Finally, PLEASE SEND WORKING URL's to selena@eff.org. I maintain a list
of implementations around the world.
SUPPORT
This script comes with no gaurentees or warranties. Don't expect the
scripts to be perfect. They have evolved continually over the last two
years and will continue to do so.
Bug reports are greatly appreciated but installation support is
extremely discouraged. I have attempted to include as much information as
I could think of in this README and in the Customization and Installation
FAQ available at http://www.eff.org/~erict/Scripts/. And there is
always lively discussion in Selena Sol's Discussion Forum
(http://www.sidestreets.com/info/sssa/). Please try ALL available sources
of information BEFORE you email me. But if you must, make sure to include
the following bits of information (I may not respond to your email if you
do not answer ALL of the following questions):
1. What type of Web server are you running?

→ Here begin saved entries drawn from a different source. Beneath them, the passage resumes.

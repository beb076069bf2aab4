//! Language-model backend for the map and reduce stages.
//!
//! The pipeline only sees [`ChatBackend`]: one prompt in, one completion out.
//! [`OllamaChat`] implements it against Ollama's non-streaming `/api/chat`
//! endpoint with the sampling options pinned by [`OllamaConfig`].

use async_trait::async_trait;
use reqwest::Client;
use serde::{Deserialize, Serialize};
use tracing::{debug, instrument};

use docdigest_shared::{DigestError, OllamaConfig, Result};

/// User-Agent string for backend requests.
const USER_AGENT: &str = concat!("docdigest/", env!("CARGO_PKG_VERSION"));

/// A blocking-from-the-caller's-view prompt → completion backend.
#[async_trait]
pub trait ChatBackend: Send + Sync {
    /// Send `prompt` as a single user message and return the reply text.
    async fn invoke(&self, prompt: &str) -> Result<String>;
}

// ---------------------------------------------------------------------------
// Protocol types
// ---------------------------------------------------------------------------

/// Chat message in Ollama's request/response format.
#[derive(Debug, Clone, Serialize, Deserialize)]
struct ChatMessage {
    role: String,
    content: String,
}

/// Sampling options forwarded verbatim to the model runtime.
#[derive(Debug, Clone, Serialize)]
struct ChatOptions {
    temperature: f32,
    num_ctx: u32,
    seed: i64,
    num_predict: i32,
    #[serde(skip_serializing_if = "Option::is_none")]
    top_k: Option<u32>,
    #[serde(skip_serializing_if = "Option::is_none")]
    top_p: Option<f32>,
}

/// Request body for `POST /api/chat`.
#[derive(Debug, Serialize)]
struct ChatRequest<'a> {
    model: &'a str,
    messages: Vec<ChatMessage>,
    stream: bool,
    options: &'a ChatOptions,
    keep_alive: i64,
}

/// Response body for a non-streaming chat call.
#[derive(Debug, Deserialize)]
struct ChatResponse {
    #[serde(default)]
    message: Option<ChatMessage>,
    #[serde(default)]
    error: Option<String>,
    #[serde(default)]
    prompt_eval_count: Option<u64>,
    #[serde(default)]
    eval_count: Option<u64>,
}

// ---------------------------------------------------------------------------
// Ollama
// ---------------------------------------------------------------------------

/// [`ChatBackend`] talking to an Ollama server.
///
/// No request timeout is set; the runtime's own limits apply.
#[derive(Debug, Clone)]
pub struct OllamaChat {
    client: Client,
    url: String,
    model: String,
    options: ChatOptions,
    keep_alive: i64,
}

impl OllamaChat {
    /// Build a client for the configured host and model.
    pub fn new(config: &OllamaConfig) -> Result<Self> {
        let client = Client::builder()
            .user_agent(USER_AGENT)
            .build()
            .map_err(|e| DigestError::Network(format!("failed to build HTTP client: {e}")))?;

        Ok(Self {
            client,
            url: format!("{}/api/chat", config.host.trim_end_matches('/')),
            model: config.model.clone(),
            options: ChatOptions {
                temperature: config.temperature,
                num_ctx: config.num_ctx,
                seed: config.seed,
                num_predict: config.num_predict,
                top_k: config.top_k,
                top_p: config.top_p,
            },
            keep_alive: config.keep_alive,
        })
    }

    /// Model identifier sent with every request.
    pub fn model(&self) -> &str {
        &self.model
    }
}

#[async_trait]
impl ChatBackend for OllamaChat {
    #[instrument(skip_all, fields(model = %self.model, prompt_chars = prompt.len()))]
    async fn invoke(&self, prompt: &str) -> Result<String> {
        let request = ChatRequest {
            model: &self.model,
            messages: vec![ChatMessage {
                role: "user".into(),
                content: prompt.to_string(),
            }],
            stream: false,
            options: &self.options,
            keep_alive: self.keep_alive,
        };

        let response = self
            .client
            .post(&self.url)
            .json(&request)
            .send()
            .await
            .map_err(|e| DigestError::Network(format!("{}: {e}", self.url)))?;

        let status = response.status();
        let body = response
            .text()
            .await
            .map_err(|e| DigestError::Network(format!("{}: failed to read body: {e}", self.url)))?;

        let parsed: Option<ChatResponse> = serde_json::from_str(&body).ok();

        if !status.is_success() {
            let detail = parsed
                .and_then(|r| r.error)
                .unwrap_or_else(|| body.chars().take(200).collect());
            return Err(DigestError::Backend(format!("HTTP {status}: {detail}")));
        }

        let parsed = parsed.ok_or_else(|| {
            DigestError::Backend(format!(
                "invalid chat response (got: {})",
                body.chars().take(200).collect::<String>()
            ))
        })?;

        if let Some(error) = parsed.error {
            return Err(DigestError::Backend(error));
        }

        debug!(
            tokens_in = parsed.prompt_eval_count,
            tokens_out = parsed.eval_count,
            "chat completed"
        );

        Ok(parsed.message.map(|m| m.content).unwrap_or_default())
    }
}
//! Core domain types shared by the crawler, splitter, and map/reduce stages.

use std::path::{Path, PathBuf};

// ---------------------------------------------------------------------------
// SourceDocument
// ---------------------------------------------------------------------------

/// Plain text extracted from one file of the corpus.
///
/// Immutable once produced by the crawler.
#[derive(Debug, Clone, PartialEq, Eq)]
pub struct SourceDocument {
    text: String,
    name: String,
    path: PathBuf,
}

impl SourceDocument {
    /// Build a document; the display name is the path's file name.
    pub fn new(text: impl Into<String>, path: impl Into<PathBuf>) -> Self {
        let path = path.into();
        let name = path
            .file_name()
            .map(|n| n.to_string_lossy().into_owned())
            .unwrap_or_else(|| path.display().to_string());
        Self {
            text: text.into(),
            name,
            path,
        }
    }

    /// Extracted text.
    pub fn text(&self) -> &str {
        &self.text
    }

    /// Display name used in prompts and citations.
    pub fn name(&self) -> &str {
        &self.name
    }

    /// Originating file path.
    pub fn path(&self) -> &Path {
        &self.path
    }

    /// Length of the text in characters.
    pub fn char_len(&self) -> usize {
        self.text.chars().count()
    }
}

// ---------------------------------------------------------------------------
// Segment
// ---------------------------------------------------------------------------

/// A contiguous slice of a [`SourceDocument`]'s text with position metadata.
#[derive(Debug, Clone, PartialEq, Eq)]
pub struct Segment {
    /// The slice itself.
    pub text: String,
    /// Name of the owning document.
    pub document_name: String,
    /// Path of the owning document.
    pub source_path: PathBuf,
    /// Position of the owning document in crawl order (0-based).
    pub document_index: usize,
    /// Byte offset of the slice start in the owning document's text.
    pub start: usize,
    /// Byte offset one past the slice end.
    pub end: usize,
    /// 1-based index within the owning document.
    pub local_index: usize,
    /// Number of segments in the owning document.
    pub local_total: usize,
    /// 1-based index across the whole corpus.
    pub global_index: usize,
    /// Number of segments across the whole corpus.
    pub global_total: usize,
}

impl Segment {
    /// A document reduced to a single segment is complete and eligible for batching.
    pub fn is_complete_document(&self) -> bool {
        self.local_total == 1
    }

    /// Length of the slice in characters.
    pub fn char_len(&self) -> usize {
        self.text.chars().count()
    }
}

#[cfg(test)]
mod tests {
    use super::*;

    #[test]
    fn document_name_is_file_name() {
        let doc = SourceDocument::new("hello", "/corpus/reports/q1.pdf");
        assert_eq!(doc.name(), "q1.pdf");
        assert_eq!(doc.path(), Path::new("/corpus/reports/q1.pdf"));
        assert_eq!(doc.text(), "hello");
    }

    #[test]
    fn char_len_counts_characters_not_bytes() {
        let doc = SourceDocument::new("héllo wörld", "a.txt");
        assert_eq!(doc.char_len(), 11);
        assert!(doc.text().len() > 11);
    }
}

2. What type of Operating System is the Web server running on?
3. What is the "exact" error message from the Web?
4. What is the "exact" error message in your web server's error log?
5. What is the "exact" error message you receive when running the script
from the command line.
6. Are you running this script on an ISP? If so, what is the email
address of the Sysadmin there?
7. Are you using a virtual server setup? If so, what is the root path set
in your Web server's environment?
8. In which directory is the Perl interpreter located?
9. In which directory is sendmail located (if you are using a script which
demands use of sendmail)
Again, I MAY NOT ANSWER YOUR QUESTION unless you have answered all nine of
these questions.
BASIC INSTALLATION (DOWNLOADING THE SCRIPT)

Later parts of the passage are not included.